Cancer Immunotherapy May Not Worsen COVID-19 Symptoms

Data collected by researchers based at the University of Cincinnati Cancer Center suggests that immunotherapy may not worsen COVID-19 symptoms in patients with cancer who are infected with the virus.

One of the most dangerous symptoms of severe infection with SARS-CoV-2 is the overreaction of the immune system caused by excessive production of inflammatory proteins known as cytokines.

Patients with cancer are at increased risk for developing severe COVID-19 and clinicians were concerned that continuing to treat these patients with cancer drugs that activate the immune system, such as immune checkpoint inhibitors, could make symptoms of the virus worse by increasing cytokine production.

However, Layne Weatherford, Ph.D., and Trisha Wise-Draper, PhD, both researchers based at the University of Cincinnati, have collected preliminary data that suggests this might not actually be the case. They presented their results in a presentation during the American Association of Cancer Research virtual meeting on COVID-19 and cancer held this week.

“We are continuing to investigate whether immunotherapy causes an increased production of these proteins by immune cells from COVID-19 patients, but our initial findings are showing that immunotherapy is not significantly impacting it,” commented Wise-Draper.

Weatherford and Wise-Draper used data collected from the University of Cincinnati COVID-19 biorepository for their analysis, a resource set up by the university in April to collect samples from patients infected with the virus to aid research into treatments, tests and vaccines.

If confirmed, these findings would be a relief for clinicians treating cancer patients. Several other recent studies have also looked at risks associated with cancer immunotherapy in COVID-19 patients, specifically use of checkpoint inhibitors.

A Memorial Sloan Kettering Cancer Center study found that use of these therapies did not worsen immune-related virus symptoms in patients with lung cancer and a Spanish preprint paper in Melanoma patients also found no difference between patients given checkpoint inhibitor therapies versus other cancer drugs. Another more general analysis published by UK-based researchers at the Universities of Birmingham and Oxford showed no increased risk of death in COVID-19 patients with cancer who had been treated with immunotherapies.

There is no doubt that more information is needed, as a different paper published in June contradicts these findings. The researchers in that study, also from Memorial Sloan Kettering Cancer Center in New York, found that treatment with immune checkpoint inhibitors in cancer patients was actually a predictor for hospitalization and severe disease, whereas chemotherapy and major surgery were not.
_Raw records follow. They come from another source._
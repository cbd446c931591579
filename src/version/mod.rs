//! Version strings taken from the build environment.
//!
//! The primary version (e.g. `v1.28.4+k0s.0`) is passed in by the release
//! tooling through an environment variable. Container image tags cannot
//! contain `+`, so a normalized form with `-` in its place is derived too.

use serde::Serialize;

use crate::core::DocvarsError;

/// Environment variable holding the primary version string.
pub const DEFAULT_VERSION_ENV: &str = "K0S_VERSION";

/// Character not allowed in image tags.
const RESERVED_CHAR: char = '+';

/// Replacement for [`RESERVED_CHAR`].
const SEPARATOR: char = '-';

/// Primary and normalized version strings.
#[derive(Debug, Clone, PartialEq, Eq, Serialize)]
pub struct VersionStrings {
    /// Version exactly as given
    pub primary: String,
    /// Version with every `+` replaced by `-`
    pub normalized: String,
}

impl VersionStrings {
    pub fn new(primary: impl Into<String>) -> Self {
        let primary = primary.into();
        let normalized = normalize_version(&primary);
        Self {
            primary,
            normalized,
        }
    }

    /// Read the primary version from the process environment.
    ///
    /// # Errors
    ///
    /// Returns [`DocvarsError::MissingEnvironmentVariable`] if `var` is unset
    /// or not valid Unicode.
    pub fn from_env(var: &str) -> Result<Self, DocvarsError> {
        Self::from_lookup(var, |key| std::env::var(key).ok())
    }

    /// Read the primary version through an arbitrary lookup.
    ///
    /// # Errors
    ///
    /// Returns [`DocvarsError::MissingEnvironmentVariable`] if the lookup yields nothing.
    pub fn from_lookup<F>(var: &str, lookup: F) -> Result<Self, DocvarsError>
    where
        F: Fn(&str) -> Option<String>,
    {
        let primary = lookup(var).ok_or_else(|| DocvarsError::MissingEnvironmentVariable {
            name: var.to_string(),
        })?;
        tracing::debug!("Primary version from {}: {}", var, primary);
        Ok(Self::new(primary))
    }
}

/// Replace every reserved `+` with `-`.
pub fn normalize_version(version: &str) -> String {
    version.replace(RESERVED_CHAR, &SEPARATOR.to_string())
}

/// Join a fixed prefix with a resolved value, e.g. `v` + `1.28.4`.
pub fn prefixed_version(prefix: &str, value: &str) -> String {
    format!("{prefix}{value}")
}
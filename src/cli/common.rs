//! Shared plumbing for the subcommands: building the literal table, the
//! resolver and the full template namespace from a [`DocsConfig`].

use anyhow::{Context, Result};
use std::collections::BTreeMap;

use crate::config::DocsConfig;
use crate::literals::{LiteralTable, extract_literals_with};
use crate::resolver::BuildVarResolver;
use crate::templating::TemplateVariables;
use crate::version::VersionStrings;

/// Output format for listing commands.
#[derive(Clone, Copy, Debug, PartialEq, Eq, clap::ValueEnum)]
pub enum OutputFormat {
    /// One `name = value` line per entry
    Text,
    /// A single JSON object
    Json,
}

/// Scan the configured source file.
///
/// # Errors
///
/// Returns an error if the pattern override is invalid or the file cannot be read.
pub fn load_literals(config: &DocsConfig) -> Result<LiteralTable> {
    let pattern = config.declaration_pattern()?;
    let path = config.source_path();
    extract_literals_with(&path, &pattern)
        .with_context(|| format!("Failed to extract literals from {}", path.display()))
}

/// Resolver backed by the configured script.
pub fn build_resolver(config: &DocsConfig) -> BuildVarResolver {
    BuildVarResolver::new(config.process_runner())
}

/// Everything a page can reference, built once per run.
///
/// # Errors
///
/// Fails if the version variable is unset, the source file cannot be scanned
/// or the prefixed dependency version cannot be resolved.
pub fn build_variables(config: &DocsConfig) -> Result<TemplateVariables> {
    let versions = VersionStrings::from_env(&config.version_env)?;
    let literals = load_literals(config)?;
    let resolver = build_resolver(config);

    TemplateVariables::for_build(config, &versions, literals, resolver).with_context(|| {
        format!("Failed to resolve build variable '{}'", config.variables.prefixed_source)
    })
}

/// Format `(name, value)` pairs for printing.
///
/// # Errors
///
/// Returns an error if JSON serialization fails.
pub fn format_pairs<'a, I>(pairs: I, format: OutputFormat) -> Result<String>
where
    I: IntoIterator<Item = (&'a str, &'a str)>,
{
    match format {
        OutputFormat::Text => {
            Ok(pairs.into_iter().map(|(name, value)| format!("{name} = {value}\n")).collect())
        }
        OutputFormat::Json => {
            let map: BTreeMap<&str, &str> = pairs.into_iter().collect();
            let mut json = serde_json::to_string_pretty(&map)?;
            json.push('\n');
            Ok(json)
        }
    }
}

#[cfg(test)]
mod tests {
    use super::*;

    #[test]
    fn test_format_text() {
        let out = format_pairs([("A", "1"), ("B", "two")], OutputFormat::Text).unwrap();
        assert_eq!(out, "A = 1\nB = two\n");
    }

    #[test]
    fn test_format_json() {
        let out = format_pairs([("B", "2"), ("A", "1")], OutputFormat::Json).unwrap();
        let parsed: serde_json::Value = serde_json::from_str(&out).unwrap();
        assert_eq!(parsed["A"], "1");
        assert_eq!(parsed["B"], "2");
    }

    #[test]
    fn test_format_empty_text() {
        let out = format_pairs(std::iter::empty::<(&str, &str)>(), OutputFormat::Text).unwrap();
        assert!(out.is_empty());
    }
}
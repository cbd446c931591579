//! The `var` and `vars` commands.

use predicates::prelude::*;

use crate::common::TestProject;

#[cfg(unix)]
#[test]
fn test_var_trims_script_output() {
    let project = TestProject::with_defaults().unwrap();

    project
        .docvars_without_version()
        .args(["var", "etcd_version", "kubernetes_version"])
        .assert()
        .success()
        .stdout("etcd_version = 3.5.9\nkubernetes_version = 1.28.4\n");
}

#[cfg(unix)]
#[test]
fn test_var_runs_script_once_per_name() {
    let project = TestProject::new().unwrap();
    project
        .write_script(
            "vars.sh",
            "#!/bin/sh\necho \"$1\" >> calls.log\necho \"value-of-$1\"\n",
        )
        .unwrap();

    project
        .docvars_without_version()
        .args(["var", "a", "b", "a", "a"])
        .assert()
        .success()
        .stdout("a = value-of-a\nb = value-of-b\na = value-of-a\na = value-of-a\n");

    assert_eq!(project.read_file("calls.log").unwrap(), "a\nb\n");
}

#[cfg(unix)]
#[test]
fn test_var_failing_script() {
    let project = TestProject::with_defaults().unwrap();

    project
        .docvars_without_version()
        .args(["var", "unknown_thing"])
        .assert()
        .failure()
        .stderr(predicate::str::contains("Resolver command for 'unknown_thing' failed"))
        .stderr(predicate::str::contains("unknown variable unknown_thing"));
}

#[test]
fn test_var_missing_script() {
    let project = TestProject::new().unwrap();

    project
        .docvars_without_version()
        .args(["var", "kubernetes_version"])
        .assert()
        .failure()
        .stderr(predicate::str::contains("Failed to invoke resolver"));
}

#[cfg(unix)]
#[test]
fn test_var_json() {
    let project = TestProject::with_defaults().unwrap();

    let output = project
        .docvars_without_version()
        .args(["var", "kubernetes_version", "--format", "json"])
        .output()
        .unwrap();
    assert!(output.status.success());

    let parsed: serde_json::Value = serde_json::from_slice(&output.stdout).unwrap();
    assert_eq!(parsed["kubernetes_version"], "1.28.4");
}

#[cfg(unix)]
#[test]
fn test_vars_precomputed_values() {
    let project = TestProject::with_defaults().unwrap();

    project
        .docvars()
        .arg("vars")
        .assert()
        .success()
        .stdout(
            "k0s_docker_version = v1.28.4-k0s.0\nk0s_version = v1.28.4+k0s.0\nk8s_version = v1.28.4\n",
        );
}

#[cfg(unix)]
#[test]
fn test_vars_empty_version_is_accepted() {
    let project = TestProject::with_defaults().unwrap();

    project
        .docvars_without_version()
        .env("K0S_VERSION", "")
        .arg("vars")
        .assert()
        .success()
        .stdout(predicate::str::contains("k0s_version = \n"));
}

#[test]
fn test_vars_without_version_env() {
    let project = TestProject::with_defaults().unwrap();

    project
        .docvars_without_version()
        .arg("vars")
        .assert()
        .failure()
        .stderr(predicate::str::contains("Required environment variable 'K0S_VERSION' is not set"));
}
In an additional analysis carried out by Wise-Draper and colleagues using the biorepository, the team also found that the type 2 diabetes drug metformin might be able to suppress the production of excess cytokines in the cells of patients with COVID-19.

“These are promising initial findings,” Wise-Draper says. “Additional research is needed, but our results show that we might be able to treat COVID-19 complications with metformin or a similar drug one day.”